Protection During Pregnancy
Certain work activities may put pregnant employees or their unborn child at greater risk of harm. The following advice is for employees who are pregnant or planning to have a child and their managers. It describes the steps that they need to take to ensure the health and safety of a pregnant employee and her unborn child.
What the law requires
The law requires that employers identify hazards in the workplace that could pose a health and safety risk to new or expectant mothers and inform women employees of childbearing age.
Once an employee notifies her manager that she is pregnant suitable controls measures must be put into place to protect her and her unborn child.
Pregnant women and nursing mothers should also be provided with facilities to rest.
What women employees need to do
Most of you will be working in low hazard environments, but some employees may be carrying out work that puts them at greater risk of harm if pregnant. For example you may be working with substances or agents that are hazardous to an unborn child, or carrying out physically demanding work.

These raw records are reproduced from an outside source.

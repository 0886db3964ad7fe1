//! Recency Tracker Module
//!
//! Maps each live key to its last access, used to pick eviction victims.

use std::collections::HashMap;
use std::time::Instant;

// == Recency Record ==
/// Last access of one key.
///
/// `seq` is stamped from the tracker's own counter on every access, so two
/// records never compare equal even when the clock does not advance.
#[derive(Debug, Clone, Copy, PartialEq, Eq, PartialOrd, Ord)]
pub(crate) struct RecencyRecord {
    pub last_access: Instant,
    seq: u64,
}

// == Recency Tracker ==
/// Tracks last-access order for LRU eviction.
///
/// Every operation is O(1) except ranking, which sorts the records once.
#[derive(Debug, Default)]
pub(crate) struct RecencyTracker {
    records: HashMap<String, RecencyRecord>,
    clock: u64,
}

impl RecencyTracker {
    // == Constructor ==
    /// Creates a new empty tracker.
    pub fn new() -> Self {
        Self::default()
    }

    // == Touch ==
    /// Creates or refreshes the record for `key` with the current time.
    pub fn touch(&mut self, key: &str) {
        let record = self.stamp();
        match self.records.get_mut(key) {
            Some(existing) => *existing = record,
            None => {
                self.records.insert(key.to_string(), record);
            }
        }
    }

    // == Remove ==
    /// Removes the record for `key`, returning it if one existed.
    pub fn remove(&mut self, key: &str) -> Option<RecencyRecord> {
        self.records.remove(key)
    }

    // == Restore ==
    /// Puts back a record taken by [`RecencyTracker::take_oldest`].
    ///
    /// A record created for `key` in the meantime is newer and wins.
    pub fn restore(&mut self, key: String, record: RecencyRecord) {
        self.records.entry(key).or_insert(record);
    }

    // == Take Oldest ==
    /// Removes and returns up to `n` least recently used records, oldest first.
    pub fn take_oldest(&mut self, n: usize) -> Vec<(String, RecencyRecord)> {
        if n == 0 {
            return Vec::new();
        }
        let victims: Vec<String> = self.ranked().into_iter().take(n).collect();
        victims
            .into_iter()
            .filter_map(|key| self.records.remove_entry(&key))
            .collect()
    }

    // == Ranked ==
    /// All tracked keys, least recently used first.
    pub fn ranked(&self) -> Vec<String> {
        let mut ordered: Vec<(&String, &RecencyRecord)> = self.records.iter().collect();
        ordered.sort_unstable_by_key(|(_, record)| **record);
        ordered.into_iter().map(|(key, _)| key.clone()).collect()
    }

    /// Last access of `key`, if tracked.
    #[cfg(test)]
    pub fn last_access(&self, key: &str) -> Option<Instant> {
        self.records.get(key).map(|record| record.last_access)
    }

    pub fn len(&self) -> usize {
        self.records.len()
    }

    #[cfg(test)]
    pub fn is_empty(&self) -> bool {
        self.records.is_empty()
    }

    #[cfg(test)]
    pub fn contains(&self, key: &str) -> bool {
        self.records.contains_key(key)
    }

    fn stamp(&mut self) -> RecencyRecord {
        self.clock += 1;
        RecencyRecord {
            last_access: Instant::now(),
            seq: self.clock,
        }
    }
}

If you are planning to have a child, find out what the risks are early. The risk assessment guidance for new and expectant mothers at work (below) will guide you on the kinds of work activities that can be hazardous to pregnant workers or their unborn or breastfeeding child. You should also refer to the risk assessments for your work activities. If additional precautions are needed to protect pregnant workers, you will need to notify your manager as soon as you know you are pregnant, so that s/he can review the assessment with you and put the precautions into place.
If you are pregnant you should normally discuss your pregnancy in confidence with your line manager. However, if you feel uneasy about this for whatever reason, you can speak to the Human Resources Advisor for your department /section. He/she will discuss the matter with you and facilitate the necessary discussion with your line manager.
If you have specific health concerns relating to your pregnancy, you can contact occupational health (see What to do if there are specific health concerns below), who may advise that you ask your manager to refer you to them.
You will find links to further useful information below.
What managers need to do
In most cases the assessment will be straight forward. A risk assessment template and guidance on possible risks and control measures is provided below.
When the employee notifies you that she is pregnant, go through the assessment and guidance with her and agree what adjustments need to be made to her work and record it on the assessment. The assessment should be reviewed periodically throughout the pregnancy.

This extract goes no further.